Travail
Le monde bâtit et détruit simultanément : des fusées percent le ciel tandis que les drones dessinent des cicatrices. Les humains inventent des batteries solaires et des intelligences qui percent l'obscur, mais les mains se lèvent plus souvent en protestation qu'en célébration. La moisson de juin parle d'une humanité qui refuse de chômer, même quand tout tremble. La lueur : nous innovons plus vite que nous ne nous détruisons.
Santé
Les corps crient : canicules, épidémies, drones qui frappent les processions. Pourtant surgissent les vaccins du soleil, les micro-assurances des pauvres, les pilules qui ressuscitent l'espoir. Même à Kharkiv, sous les bombes, la vie s'obstine à continuer. La médecine devient maligne et créative, comme une racine qui cherche l'eau sous les décombres.
Entourage
Partout, les frontières se referment : Nigeria fuit l'Afrique du Sud, journalistes expulsées, migrants refoulés. Les foules dansent à la Coupe du monde pendant que d'autres creusent des tombes. Mais voici aussi l'Albanie qui se soulève en rose, la Bosnie qui regarde face à ses cicatrices. L'humanité oscille entre repli et élan fraternel.
Affectif
Le cœur du monde palpite d'incertitudes : paix promise et paix menacée, un balancier entre Trump et Khamenei. Des princesses disparaissent en silence, des champions cherchent le zen dans le tumulte. Mais des amoureux lisent encore des poèmes, des orchestres jouent, des enfants naissent. L'amour persiste, discret, là où le chaos crie trop fort.
漫画 — Bande dessinée
浮世絵 — Ukiyo-e
浮世絵 — Ukiyo-e
Sonnet du jour — FR
Les drones tracent des sillons de mort dans les cieux,
Tandis que la nature elle-même devient furieuse,
Et les hommes négocient entre rancœur et espoirs vains.

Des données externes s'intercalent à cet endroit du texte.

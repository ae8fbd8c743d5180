use std::sync::Arc;

use tracing::{debug, info};

use crate::application::{Application, CreateApplicationInput, UpdateApplicationInput};
use crate::device::{CreateDeviceInput, Device, UpdateDeviceInput};
use crate::error::{DomainError, DomainResult};
use crate::gateway::{CreateGatewayInput, Gateway, UpdateGatewayInput};
use crate::organization::{CreateOrganizationInput, Organization, UpdateOrganizationInput};
use crate::repository::{
    ApplicationRepository, DeviceRepository, GatewayRepository, OrganizationRepository,
    UserRepository,
};
use crate::user::{CreateUserInput, User};

/// Domain service for inventory CRUD. Verifies the owning entity exists
/// before creating a child, and turns missing rows into NotFound errors.
pub struct ProvisioningService {
    organizations: Arc<dyn OrganizationRepository>,
    applications: Arc<dyn ApplicationRepository>,
    devices: Arc<dyn DeviceRepository>,
    gateways: Arc<dyn GatewayRepository>,
    users: Arc<dyn UserRepository>,
}

impl ProvisioningService {
    pub fn new(
        organizations: Arc<dyn OrganizationRepository>,
        applications: Arc<dyn ApplicationRepository>,
        devices: Arc<dyn DeviceRepository>,
        gateways: Arc<dyn GatewayRepository>,
        users: Arc<dyn UserRepository>,
    ) -> Self {
        Self {
            organizations,
            applications,
            devices,
            gateways,
            users,
        }
    }

    pub async fn create_organization(
        &self,
        input: CreateOrganizationInput,
    ) -> DomainResult<Organization> {
        if input.name.trim().is_empty() {
            return Err(DomainError::InvalidArgument(
                "organization name cannot be empty".to_string(),
            ));
        }

        debug!(name = %input.name, "Creating organization");
        let organization = self.organizations.create_organization(input).await?;
        info!(organization_id = organization.id, "Organization created");
        Ok(organization)
    }

    pub async fn get_organization(&self, organization_id: i64) -> DomainResult<Organization> {
        self.organizations
            .get_organization(organization_id)
            .await?
            .ok_or(DomainError::OrganizationNotFound(organization_id))
    }

    pub async fn update_organization(
        &self,
        input: UpdateOrganizationInput,
    ) -> DomainResult<Organization> {
        if input.name.trim().is_empty() {
            return Err(DomainError::InvalidArgument(
                "organization name cannot be empty".to_string(),
            ));
        }
        self.organizations.update_organization(input).await
    }

    pub async fn delete_organization(&self, organization_id: i64) -> DomainResult<()> {
        self.organizations
            .delete_organization(organization_id)
            .await?;
        info!(organization_id, "Organization deleted");
        Ok(())
    }

    pub async fn create_application(
        &self,
        input: CreateApplicationInput,
    ) -> DomainResult<Application> {
        if input.name.trim().is_empty() {
            return Err(DomainError::InvalidArgument(
                "application name cannot be empty".to_string(),
            ));
        }

        // Owning organization must exist before the application does.
        self.get_organization(input.organization_id).await?;

        debug!(name = %input.name, organization_id = input.organization_id, "Creating application");
        let application = self.applications.create_application(input).await?;
        info!(application_id = application.id, "Application created");
        Ok(application)
    }

    pub async fn get_application(&self, application_id: i64) -> DomainResult<Application> {
        self.applications
            .get_application(application_id)
            .await?
            .ok_or(DomainError::ApplicationNotFound(application_id))
    }

    pub async fn update_application(
        &self,
        input: UpdateApplicationInput,
    ) -> DomainResult<Application> {
        if input.name.trim().is_empty() {
            return Err(DomainError::InvalidArgument(
                "application name cannot be empty".to_string(),
            ));
        }
        self.applications.update_application(input).await
    }

    pub async fn delete_application(&self, application_id: i64) -> DomainResult<()> {
        self.applications.delete_application(application_id).await?;
        info!(application_id, "Application deleted");
        Ok(())
    }

    pub async fn create_device(&self, input: CreateDeviceInput) -> DomainResult<Device> {
        if input.name.trim().is_empty() {
            return Err(DomainError::InvalidArgument(
                "device name cannot be empty".to_string(),
            ));
        }

        self.get_application(input.application_id).await?;

        debug!(dev_eui = %input.dev_eui, application_id = input.application_id, "Creating device");
        let device = self.devices.create_device(input).await?;
        info!(device_id = device.id, dev_eui = %device.dev_eui, "Device created");
        Ok(device)
    }

    pub async fn get_device(&self, device_id: i64) -> DomainResult<Device> {
        self.devices
            .get_device(device_id)
            .await?
            .ok_or(DomainError::DeviceNotFound(device_id))
    }

    pub async fn update_device(&self, input: UpdateDeviceInput) -> DomainResult<Device> {
        if input.name.trim().is_empty() {
            return Err(DomainError::InvalidArgument(
                "device name cannot be empty".to_string(),
            ));
        }
        self.devices.update_device(input).await
    }

    pub async fn delete_device(&self, device_id: i64) -> DomainResult<()> {
        self.devices.delete_device(device_id).await?;
        info!(device_id, "Device deleted");
        Ok(())
    }

    pub async fn create_gateway(&self, input: CreateGatewayInput) -> DomainResult<Gateway> {
        if input.name.trim().is_empty() {
            return Err(DomainError::InvalidArgument(
                "gateway name cannot be empty".to_string(),
            ));
        }

        self.get_organization(input.organization_id).await?;

        debug!(mac = %input.mac, organization_id = input.organization_id, "Creating gateway");
        let gateway = self.gateways.create_gateway(input).await?;
        info!(gateway_id = gateway.id, mac = %gateway.mac, "Gateway created");
        Ok(gateway)
    }

    pub async fn get_gateway(&self, gateway_id: i64) -> DomainResult<Gateway> {
        self.gateways
            .get_gateway(gateway_id)
            .await?
            .ok_or(DomainError::GatewayNotFound(gateway_id))
    }

    pub async fn update_gateway(&self, input: UpdateGatewayInput) -> DomainResult<Gateway> {
        if input.name.trim().is_empty() {
            return Err(DomainError::InvalidArgument(
                "gateway name cannot be empty".to_string(),
            ));
        }
        self.gateways.update_gateway(input).await
    }

    pub async fn delete_gateway(&self, gateway_id: i64) -> DomainResult<()> {
        self.gateways.delete_gateway(gateway_id).await?;
        info!(gateway_id, "Gateway deleted");
        Ok(())
    }

    pub async fn create_user(&self, input: CreateUserInput) -> DomainResult<User> {
        if input.username.trim().is_empty() {
            return Err(DomainError::InvalidArgument(
                "username cannot be empty".to_string(),
            ));
        }

        debug!(username = %input.username, "Creating user");
        let user = self.users.create_user(input).await?;
        info!(user_id = user.id, username = %user.username, "User created");
        Ok(user)
    }

    pub async fn add_membership(&self, organization_id: i64, user_id: i64) -> DomainResult<()> {
        self.get_organization(organization_id).await?;
        self.users.add_membership(organization_id, user_id).await?;
        info!(organization_id, user_id, "Membership added");
        Ok(())
    }

    pub async fn remove_membership(&self, organization_id: i64, user_id: i64) -> DomainResult<()> {
        self.users
            .remove_membership(organization_id, user_id)
            .await?;
        info!(organization_id, user_id, "Membership removed");
        Ok(())
    }
}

El Niño ravage la terre de tempêtes obscures,
Les frontières se ferment aux âmes égarées,
Les principautés chancelantes et désenchantées
Cherchent dans la paix des routes qui n'ont pas de cure.
Quelque part entre la guerre et le silence blanc,
Un enfant pleure, une graine meurt étouffée,
La science crie ses avertissements non écoutés.
Pourtant subsiste une lueur, faible et tremblante,
Dans chaque geste d'amour face à l'apocalypse,
Une promesse murmurée aux lèvres du silence.
Daily Poetry — EN
As drones inscribe their trails of death through skies,
While nature herself erupts in wrathful cries,
And men negotiate between hope's fading wall.
El Niño ravages the earth with storms that all
Consume the harvests under darkened skies,
Frontiers close their hearts to desperate cries,
And shaken nations rise and then they fall.
Somewhere between the war and whitened peace,
A child weeps, a seed dies suffocated still,
Science shouts warnings that shall never cease.
Yet glimmers linger, flickering and weak,
In every gesture born of human will,
A promise whispered on the silence's cheek.